Leicht außer Atem griff ihre gut gepflegte Hand von hinten über seine Schulter und baumelte ihm ein kleines, aber schweres Vorhängeschloss vor das Gesicht. „Der erste von vielen, Baby, bereit, eingesperrt zu werden?“ Sein Einatmen, um diese rein rhetorische Frage zu beantworten, wurde durch das ziehende Gefühl und das laute ‚Klicken‘ erstickt, als das erste Schloss aufgerissen wurde, gefolgt von einem weiteren Dutzend oder so, das aus der Kiste genommen und jede Fessel verstärkte. Jedes davon, stellte er fest, hatte zwei violette Punkte darauf gemalt, die vermutlich darauf hindeuteten, dass sie gleich mit Schlüsseln versehen waren. Snap-Haken waren befestigt, aber nicht verriegelt, seine Handgelenke zu beiden Seiten des Hüftgürtels.

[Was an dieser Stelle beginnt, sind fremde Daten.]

use colored::Colorize;
use comfy_table::{ContentArrangement, Table};

use ol_core::{Planet, World};
use ol_simulation::{SimConfig, SimEventKind, Simulation, planet_value, world_value};

use super::ScenarioArgs;

pub fn run(
    source: &ScenarioArgs,
    ticks: u64,
    delta: f64,
    verbose: bool,
    json: bool,
) -> Result<(), String> {
    if !delta.is_finite() || delta <= 0.0 {
        return Err(format!("--delta must be a positive number, got {delta}"));
    }

    let scenario = super::load_scenario(source)?;
    let world = scenario
        .build()
        .map_err(|e| format!("scenario is invalid: {e}"))?;

    let config = SimConfig::default().with_max_events(500);
    let starting_money = world.money;
    let mut sim = Simulation::new(world, config);
    sim.run(ticks, delta);

    if json {
        let snapshot = sim
            .snapshot()
            .to_json_pretty()
            .map_err(|e| format!("JSON serialization error: {e}"))?;
        println!("{snapshot}");
        return Ok(());
    }

    // Header
    let totals = sim.totals();
    println!(
        "  {} {}",
        "Simulation".bold(),
        format!(
            "({ticks} ticks, {delta}s/tick, {:.1}s simulated)",
            sim.clock().elapsed_seconds()
        )
        .dimmed()
    );
    println!(
        "  {} planets, {} ships, {} events logged",
        sim.world().planets.len(),
        sim.world().ships.len(),
        sim.events().len()
    );
    println!(
        "  Money: {:.2} -> {}  (income {:.2}, upkeep {:.2})",
        starting_money,
        format_money(sim.world().money),
        totals.income,
        totals.upkeep
    );
    println!(
        "  {} arrivals, {} waste collected, {} waste dumped",
        totals.arrivals, totals.waste_loaded, totals.waste_dumped
    );
    println!();

    // Events
    if verbose {
        println!("  {}", "Event Log".bold().underline());
        println!();
        for event in sim.events().events() {
            let tick_label = format!("[tick {:>5}]", event.tick).dimmed();
            let desc = colorize_event(&event.kind, &event.description);
            println!("  {tick_label} {desc}");
        }
        if sim.events().is_empty() {
            println!("  {}", "(no events)".dimmed());
        }
        println!();
    } else {
        let anomalies = sim.events().anomalies();
        let bankrupt: Vec<_> = sim
            .events()
            .events()
            .iter()
            .filter(|e| matches!(e.kind, SimEventKind::Bankrupt { .. }))
            .collect();

        if !anomalies.is_empty() || !bankrupt.is_empty() {
            println!("  {}", "Notable Events".bold().underline());
            for event in &bankrupt {
                println!("  {}  {}", "BROKE".red().bold(), event.description);
            }
            for event in &anomalies {
                println!("  {}   {}", "WARN".yellow().bold(), event.description);
            }
            println!();
        }
    }

    print_planets(sim.world(), sim.config());
    print_ships(sim.world());

    Ok(())
}

fn print_planets(world: &World, config: &SimConfig) {
    println!("  {}", "Planets".bold().underline());
    println!();

    let mut table = Table::new();
    table.set_content_arrangement(ContentArrangement::Dynamic);
    table.set_header(vec![
        "Planet",
        "Population",
        "Waste",
        "Capacity",
        "Occupancy",
        "Value",
    ]);
    for planet in world.planets.values() {
        table.add_row(vec![
            planet.id.to_string(),
            planet.population.to_string(),
            planet.waste.to_string(),
            planet.capacity.to_string(),
            format_occupancy_bar(planet),
            format!("{:.1}", planet_value(planet, &config.valuation)),
        ]);
    }
    println!("{table}");
    println!(
        "  Total value: {:.1}",
        world_value(world, &config.valuation)
    );
    println!();
}

fn print_ships(world: &World) {
    println!("  {}", "Ships".bold().underline());
    println!();

    let mut table = Table::new();
    table.set_content_arrangement(ContentArrangement::Dynamic);
    table.set_header(vec![
        "Ship", "Type", "Route", "Heading to", "Cargo", "Speed", "Position",
    ]);
    for ship in world.ships.values() {
        let (route, heading) = match ship.assignment.route() {
            Some(route_id) => {
                let heading = world
                    .route(route_id)
                    .zip(ship.assignment.node_index())
                    .and_then(|(route, index)| route.node(index))
                    .map(|node| format!("{} ({})", node.planet, node.action))
                    .unwrap_or_else(|| "--".to_string());
                (route_id.to_string(), heading)
            }
            None => ("idle".dimmed().to_string(), "--".to_string()),
        };
        table.add_row(vec![
            ship.id.to_string(),
            ship.ship_type.name.clone(),
            route,
            heading,
            format!("{}/{}", ship.waste, ship.ship_type.capacity),
            format!("{:.1}", ship.current_speed),
            format!("({:.0}, {:.0})", ship.position.x, ship.position.y),
        ]);
    }
    println!("{table}");
    println!();
}

fn colorize_event(kind: &SimEventKind, description: &str) -> colored::ColoredString {
    match kind {
        SimEventKind::Bankrupt { .. } => description.red().bold(),
        SimEventKind::InvalidAction { .. }
        | SimEventKind::MissingRoute { .. }
        | SimEventKind::MissingPlanet { .. } => description.yellow(),
        SimEventKind::PopulationDisplaced { .. } => description.red(),
        SimEventKind::WasteLoaded { .. } => description.green(),
        SimEventKind::WasteDumped { .. } => description.cyan(),
        SimEventKind::Arrived { .. } | SimEventKind::RouteCursorReset { .. } => description.blue(),
    }
}

fn format_money(money: f64) -> String {
    let text = format!("{money:.2}");
    if money <= 0.0 {
        text.red().bold().to_string()
    } else {
        text.green().to_string()
    }
}

fn format_occupancy_bar(planet: &Planet) -> String {
    let cap = f64::from(planet.capacity.max(1));
    let pop = ((f64::from(planet.population) / cap) * 10.0).round() as usize;
    let waste = ((f64::from(planet.waste) / cap) * 10.0).round() as usize;
    let waste = waste.min(10);
    let pop = pop.min(10 - waste);
    let empty = 10 - pop - waste;
    format!(
        "[{}{}{}]",
        "#".repeat(pop).green(),
        "x".repeat(waste).red(),
        "-".repeat(empty)
    )
}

Das Klackern ihrer Schuhe auf dem kalten Steinboden hallte von den Backsteinwänden wider, als sie vor ihrem Mann wieder auftauchte.
„Ein paar letzte Handgriffe, dann können wir die Hauptanlage betreten. Ich will keine Fragen von dir, heute geht es um MEINE Fantasien und MEINEN Spaß, also werde ich dir gleich genau sagen, was dieser Ort ist, aber du musst still sein, und ich kenne dich zu gut, um darauf zu vertrauen, dass du nichts sagst, also mach bitte den Mund auf.“
Es überraschte ihn nur kurz, als sie aus einer weißen Baumwoll-Slip schlüpfte, die über dem Hosenträger getragen wurden, von dem er wusste, dass sie sie trug, und sie nach außen zusammenknüllte, bevor sie eine schwere, hautfarbene Nylon-Strumpfhose aus der Schachtel nahm. Die Unterwäsche wurde in die Hose gesteckt, und er leistete keinerlei Widerstand, als der Bündel in seinen offenen Mund gestopft wurde. Die Beine hielt sie flach, während sie sie in entgegengesetzte Richtungen um den unteren Teil seines Kopfes wickelte, bevor sie sie fest an der Basis seines Schädels zuband. Der Knoten war so klein zugezogen, dass der Knebel abgeschnitten werden musste, wenn es soweit war.
„Ich habe diese Unterhose gestern den ganzen Tag für dich getragen, ebenso wie heute, und da ich wusste, wohin ich dich bringe, solltest du schmecken können, wie viel mir das alles bedeutet… Die Strumpfhose soll verhindern, dass du versehentlich an irgendetwas erstickst… Ich weiß nicht, wie lange du noch geknebelt bleiben wirst. Ist das nicht köstlich?“
Das war es, und sein geschwollener Schwanz bewies es trotz seiner Grunzen und ‚mmmmmfs‘ des Protests. Gags waren sein Lieblingsfetis.
Die Kiste war jedoch nicht fertig; Zwei Gegenstände blieben übrig, und nachdem sie ihre Hände über seinen gefesselten Kopf, Körper und neckisch über seine Brustwarzen und seinen Schwanz gestrichen hatte, vollendete sie die Arbeit mit einer Lederplatte, die den unteren Teil seines Gesichts von knapp unter der Nase bis zum Kragen umfasste. Die dünnen Gurte des Knebelgurts zogen die Mundfüllung enger und pressten seinen Kopf zusammen, was seine Beschwerden weiter dämpfte. Das diente keinem anderen Zweck, als sexy auszusehen und dem Bondage und dem Knebel Schichten hinzuzufügen. Vier weitere Schlösser klickten ein, und der letzte Gegenstand – eine Lederleine – wurde am großen D-Ring vorne an seinem Halsband befestigt. Seine Fußfesseln waren zu diesem Zeitpunkt nicht verbunden, da noch etwas zu Fuß zu laufen war.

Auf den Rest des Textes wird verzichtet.